La presenza di telefoni cellulari e dispositivi elettronici all’interno delle carceri continua a rappresentare una criticità sul fronte della sicurezza. A sottolinearlo è il procuratore della Repubblica di Bari, Roberto Rossi, intervenuto a margine di un evento organizzato in occasione della Giornata mondiale degli oceani. Il magistrato ha commentato l’operazione condotta dai carabinieri della Compagnia di Modugno tra Palo del Colle e gli istituti penitenziari di Lecce e Paola, che ha portato alla luce, tra l’altro, un sistema di introduzione di schede telefoniche in carcere attraverso lo scambio di baci durante i colloqui.
“È un fenomeno diffusissimo, non c’è nessuno che lì dentro non abbia un cellulare”, ha dichiarato Rossi, evidenziando la necessità di rafforzare le misure di controllo all’interno degli istituti di pena. Secondo il procuratore, il Ministero della Giustizia dovrebbe intervenire per garantire “l’effettiva sicurezza e segregazione delle carceri”, ricordando che la funzione della detenzione non è soltanto quella di sanzionare chi ha commesso un reato, ma anche di impedire che vengano commessi ulteriori illeciti.
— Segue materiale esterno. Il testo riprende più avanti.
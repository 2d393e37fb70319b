use std::borrow::Cow;
use std::fmt;

use thiserror::Error;

use super::machines::IllegalTransition;
use super::models::RequestStatus;
use crate::common::{AuthError, HospitalId, InvalidCoordinate, RequestId, ResponderId};
use crate::domains::presence::PresenceError;

/// Every failure the dispatch engine reports to a caller.
///
/// Degraded dependencies never show up here; they are absorbed by the
/// fallbacks. Storage failures only appear when a write could not commit,
/// in which case the session was rolled back first.
#[derive(Debug, Error)]
pub enum DispatchError {
    #[error("invalid input: {0}")]
    Validation(String),

    #[error("request {0} not found")]
    RequestNotFound(RequestId),

    #[error("responder {0} not found")]
    ResponderNotFound(ResponderId),

    #[error("hospital {0} not found")]
    HospitalNotFound(HospitalId),

    #[error("request {0} was already taken")]
    AlreadyTaken(RequestId),

    #[error("request {0} was already rated")]
    AlreadyRated(RequestId),

    #[error("cannot move from {from} to {to}")]
    InvalidTransition {
        from: RequestStatus,
        to: RequestStatus,
    },

    #[error("{0}")]
    NotAuthorized(String),

    #[error("responder {0} is not available")]
    ResponderUnavailable(ResponderId),

    #[error("responder {0} is on duty")]
    ResponderBusy(ResponderId),

    #[error("storage failure: {0}")]
    Storage(#[source] anyhow::Error),
}

/// Coarse grouping used by the HTTP edge and logs.
#[derive(Debug, Clone, Copy, PartialEq, Eq)]
pub enum ErrorCategory {
    Validation,
    NotFound,
    Conflict,
    Unauthorized,
    Internal,
}

impl fmt::Display for ErrorCategory {
    fn fmt(&self, f: &mut fmt::Formatter<'_>) -> fmt::Result {
        match self {
            ErrorCategory::Validation => write!(f, "validation_error"),
            ErrorCategory::NotFound => write!(f, "not_found"),
            ErrorCategory::Conflict => write!(f, "conflict"),
            ErrorCategory::Unauthorized => write!(f, "unauthorized"),
            ErrorCategory::Internal => write!(f, "internal_error"),
        }
    }
}

impl DispatchError {
    pub fn validation(msg: impl Into<String>) -> Self {
        Self::Validation(msg.into())
    }

    pub fn not_authorized(msg: impl Into<String>) -> Self {
        Self::NotAuthorized(msg.into())
    }

    /// Stable machine-readable reason code
    pub fn code(&self) -> &'static str {
        match self {
            Self::Validation(_) => "validation",
            Self::RequestNotFound(_) => "request_not_found",
            Self::ResponderNotFound(_) => "responder_not_found",
            Self::HospitalNotFound(_) => "hospital_not_found",
            Self::AlreadyTaken(_) => "already_taken",
            Self::AlreadyRated(_) => "already_rated",
            Self::InvalidTransition { .. } => "invalid_transition",
            Self::NotAuthorized(_) => "not_authorized",
            Self::ResponderUnavailable(_) => "responder_unavailable",
            Self::ResponderBusy(_) => "responder_busy",
            Self::Storage(_) => "storage",
        }
    }

    pub fn category(&self) -> ErrorCategory {
        match self {
            Self::Validation(_) => ErrorCategory::Validation,
            Self::RequestNotFound(_) | Self::ResponderNotFound(_) | Self::HospitalNotFound(_) => {
                ErrorCategory::NotFound
            }
            Self::AlreadyTaken(_)
            | Self::AlreadyRated(_)
            | Self::InvalidTransition { .. }
            | Self::ResponderUnavailable(_)
            | Self::ResponderBusy(_) => ErrorCategory::Conflict,
            Self::NotAuthorized(_) => ErrorCategory::Unauthorized,
            Self::Storage(_) => ErrorCategory::Internal,
        }
    }

    /// Message safe to hand to clients. Internal failures stay generic.
    pub fn safe_message(&self) -> Cow<'static, str> {
        match self.category() {
            ErrorCategory::Internal => "A storage error occurred; nothing was changed".into(),
            _ => self.to_string().into(),
        }
    }
}

impl From<AuthError> for DispatchError {
    fn from(e: AuthError) -> Self {
        Self::NotAuthorized(e.to_string())
    }
}

impl From<IllegalTransition> for DispatchError {
    fn from(e: IllegalTransition) -> Self {
        Self::InvalidTransition {
            from: e.from,
            to: e.to,
        }
    }
}

impl From<InvalidCoordinate> for DispatchError {
    fn from(e: InvalidCoordinate) -> Self {
        Self::Validation(e.to_string())
    }
}

impl From<PresenceError> for DispatchError {
    fn from(e: PresenceError) -> Self {
        match e {
            PresenceError::NotFound(id) => Self::ResponderNotFound(id),
            PresenceError::Busy(id) => Self::ResponderBusy(id),
            PresenceError::AlreadyRegistered(id) => {
                Self::Validation(format!("responder {} is already registered", id))
            }
        }
    }
}

pub type DispatchResult<T> = Result<T, DispatchError>;
//! Maps dispatch errors onto HTTP responses.

use axum::{
    http::StatusCode,
    response::{IntoResponse, Response},
    Json,
};
use serde::Serialize;

use crate::domains::dispatch::{DispatchError, ErrorCategory};

/// Handler error; wraps the engine's error so handlers can use `?`.
#[derive(Debug)]
pub struct ApiError(pub DispatchError);

#[derive(Debug, Serialize)]
pub struct ErrorResponse {
    /// Machine-readable reason code
    pub code: &'static str,
    pub category: String,
    pub message: String,
}

impl ApiError {
    pub fn status_code(&self) -> StatusCode {
        match self.0.category() {
            ErrorCategory::Validation => StatusCode::BAD_REQUEST,
            ErrorCategory::NotFound => StatusCode::NOT_FOUND,
            ErrorCategory::Unauthorized => StatusCode::FORBIDDEN,
            ErrorCategory::Conflict => StatusCode::CONFLICT,
            ErrorCategory::Internal => StatusCode::SERVICE_UNAVAILABLE,
        }
    }
}

impl From<DispatchError> for ApiError {
    fn from(e: DispatchError) -> Self {
        Self(e)
    }
}

impl IntoResponse for ApiError {
    fn into_response(self) -> Response {
        let status = self.status_code();
        if status.is_server_error() {
            tracing::error!(error = ?self.0, "request failed");
        } else {
            tracing::debug!(code = self.0.code(), "request rejected");
        }

        let body = ErrorResponse {
            code: self.0.code(),
            category: self.0.category().to_string(),
            message: self.0.safe_message().into_owned(),
        };
        (status, Json(body)).into_response()
    }
}

pub type ApiResult<T> = Result<T, ApiError>;

#[cfg(test)]
mod tests {
    use super::*;
    use crate::common::{RequestId, ResponderId};
    use crate::domains::dispatch::models::RequestStatus;

    #[test]
    fn test_status_mapping() {
        let id = RequestId::new();
        let cases = [
            (DispatchError::validation("bad"), StatusCode::BAD_REQUEST),
            (DispatchError::RequestNotFound(id), StatusCode::NOT_FOUND),
            (DispatchError::not_authorized("no"), StatusCode::FORBIDDEN),
            (DispatchError::AlreadyTaken(id), StatusCode::CONFLICT),
            (
                DispatchError::InvalidTransition {
                    from: RequestStatus::Accepted,
                    to: RequestStatus::PatientPicked,
                },
                StatusCode::CONFLICT,
            ),
            (
                DispatchError::ResponderBusy(ResponderId::new()),
                StatusCode::CONFLICT,
            ),
            (
                DispatchError::Storage(anyhow::anyhow!("down")),
                StatusCode::SERVICE_UNAVAILABLE,
            ),
        ];

        for (err, expected) in cases {
            assert_eq!(ApiError(err).status_code(), expected);
        }
    }
}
“Occorre impedire che continuino a comunicare con l’esterno, soprattutto nell’alta sicurezza, cioè nei luoghi dove va chi ha rapporti con la criminalità organizzata”, ha aggiunto Rossi, sottolineando come esistano già strumenti tecnologici idonei a contrastare il fenomeno. “Ci sono i mezzi tecnologici, vanno inseriti assolutamente all’interno del carcere”. Le dichiarazioni arrivano all’indomani dell’inchiesta che ha documentato l’utilizzo illecito di dispositivi telefonici da parte di detenuti, riportando l’attenzione sulla necessità di rafforzare i sistemi di prevenzione e controllo negli istituti penitenziari italiani.